Posted August 8th, 2014
The Fairmount Water Works Center

Fairmount Water Works

The WetLand project, a collaboration between FringeArts and the artist Mary Mattingly, is set to open on August 15th. In addition to providing a living space for Mattingly and a rotating cast of artists-in-residence, and in addition to the system of gardens, solar panels, chickens, and bees, the WetLand barge will serve as a performance and community space for a wide range of events over the next six weeks.
As part of this event cycle, Fairmount Water Works will be hosting a series of family-friendly workshops about water management.
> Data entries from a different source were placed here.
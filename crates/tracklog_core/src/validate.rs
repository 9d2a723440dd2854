//! Record admissibility rules.
//!
//! # Responsibility
//! - Normalize titles and decide whether a candidate record is admissible.
//! - Collect every field violation instead of short-circuiting.
//!
//! # Invariants
//! - Validation is a pure function of its input.
//! - Patterns are anchored `^...$`; callers must not relax them.
//! - Date checking is shape-only: `2024-02-30` passes here by design and the
//!   trend layer simply skips dates that do not exist on the calendar.

use crate::model::record::RecordCandidate;
use once_cell::sync::Lazy;
use regex::Regex;

static TITLE_RE: Lazy<Regex> =
    Lazy::new(|| Regex::new(r"^\S(?:.*\S)?$").expect("valid title regex"));
static DATE_RE: Lazy<Regex> = Lazy::new(|| {
    Regex::new(r"^\d{4}-(0[1-9]|1[0-2])-(0[1-9]|[12]\d|3[01])$").expect("valid date regex")
});
static DURATION_RE: Lazy<Regex> =
    Lazy::new(|| Regex::new(r"^(0|[1-9]\d*)(\.\d{1,2})?$").expect("valid duration regex"));
static TAG_RE: Lazy<Regex> =
    Lazy::new(|| Regex::new(r"^[A-Za-z]+(?:[ -][A-Za-z]+)*$").expect("valid tag regex"));
static WHITESPACE_RE: Lazy<Regex> = Lazy::new(|| Regex::new(r"\s+").expect("valid ws regex"));
static WORD_RE: Lazy<Regex> = Lazy::new(|| Regex::new(r"\w+").expect("valid word regex"));

/// Collapses internal whitespace runs to single spaces and trims the ends.
///
/// Idempotent: normalizing an already-normalized title is a no-op.
pub fn normalize_title(raw: &str) -> String {
    WHITESPACE_RE.replace_all(raw, " ").trim().to_string()
}

/// Returns whether `text` contains the same word twice in a row
/// (case-insensitive), separated only by whitespace.
///
/// Equivalent to the backreference pattern `\b(\w+)\s+\1\b`; the regex crate
/// has no backreferences, so this scans `\w+` tokens and checks that the gap
/// between two equal neighbors is pure whitespace.
pub fn has_adjacent_duplicate_word(text: &str) -> bool {
    let mut previous: Option<(usize, &str)> = None;
    for hit in WORD_RE.find_iter(text) {
        if let Some((prev_end, prev_word)) = previous {
            let gap = &text[prev_end..hit.start()];
            if !gap.is_empty()
                && gap.chars().all(char::is_whitespace)
                && prev_word.to_lowercase() == hit.as_str().to_lowercase()
            {
                return true;
            }
        }
        previous = Some((hit.end(), hit.as_str()));
    }
    false
}

/// Checks one candidate against every field rule.
///
/// Returns human-readable violations; an empty list means the candidate is
/// admissible. Callers must treat any non-empty result as a rejection of the
/// whole record.
pub fn validate_record(candidate: &RecordCandidate) -> Vec<String> {
    let record = &candidate.record;
    let mut errors = Vec::new();

    // Re-checks the normalized title against the boundary-whitespace shape,
    // so a broken normalization step cannot smuggle in bad titles.
    if !TITLE_RE.is_match(&record.title) {
        errors.push("Title must be non-empty with no leading or trailing spaces.".to_string());
    }
    if has_adjacent_duplicate_word(&record.title) {
        errors.push("Title has duplicate adjacent words.".to_string());
    }
    if !DATE_RE.is_match(&record.date) {
        errors.push("Date must be YYYY-MM-DD.".to_string());
    }
    if !DURATION_RE.is_match(&candidate.duration_text) {
        errors.push("Duration must be a non-negative number with up to 2 decimals.".to_string());
    }
    if !TAG_RE.is_match(&record.tag) {
        errors.push("Tag must be letters separated by single spaces or hyphens.".to_string());
    }

    errors
}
Each Monday, the workshops will focus on a different water-related lesson, including water filtration, purification, and water use with plants.
Ellen Schultz, the Education and Outreach Coordinator at Fairmount Water Works, answers a few questions below about the intersections between nature and the city.
What do you hope the audience takes away from the workshops that the Fairmount Water Works will be leading on WetLand?

My first hope is that people come away with a new understanding (appreciation) for their good, safe clean reliable tap water and all that goes into delivering that potable glass of water.

How do you see the values of WetLand interacting with those of Fairmount Water Works?

At the Fairmount Water Works, as the watershed education center of the Philadelphia Water Deparment, we want all who visit us to understand the history of the water supply system, the present challenges facing our watershed, and the future solutions to keeping our source water clean.

Why are you passionate about water and land use? What is the most meaningful to you about this work?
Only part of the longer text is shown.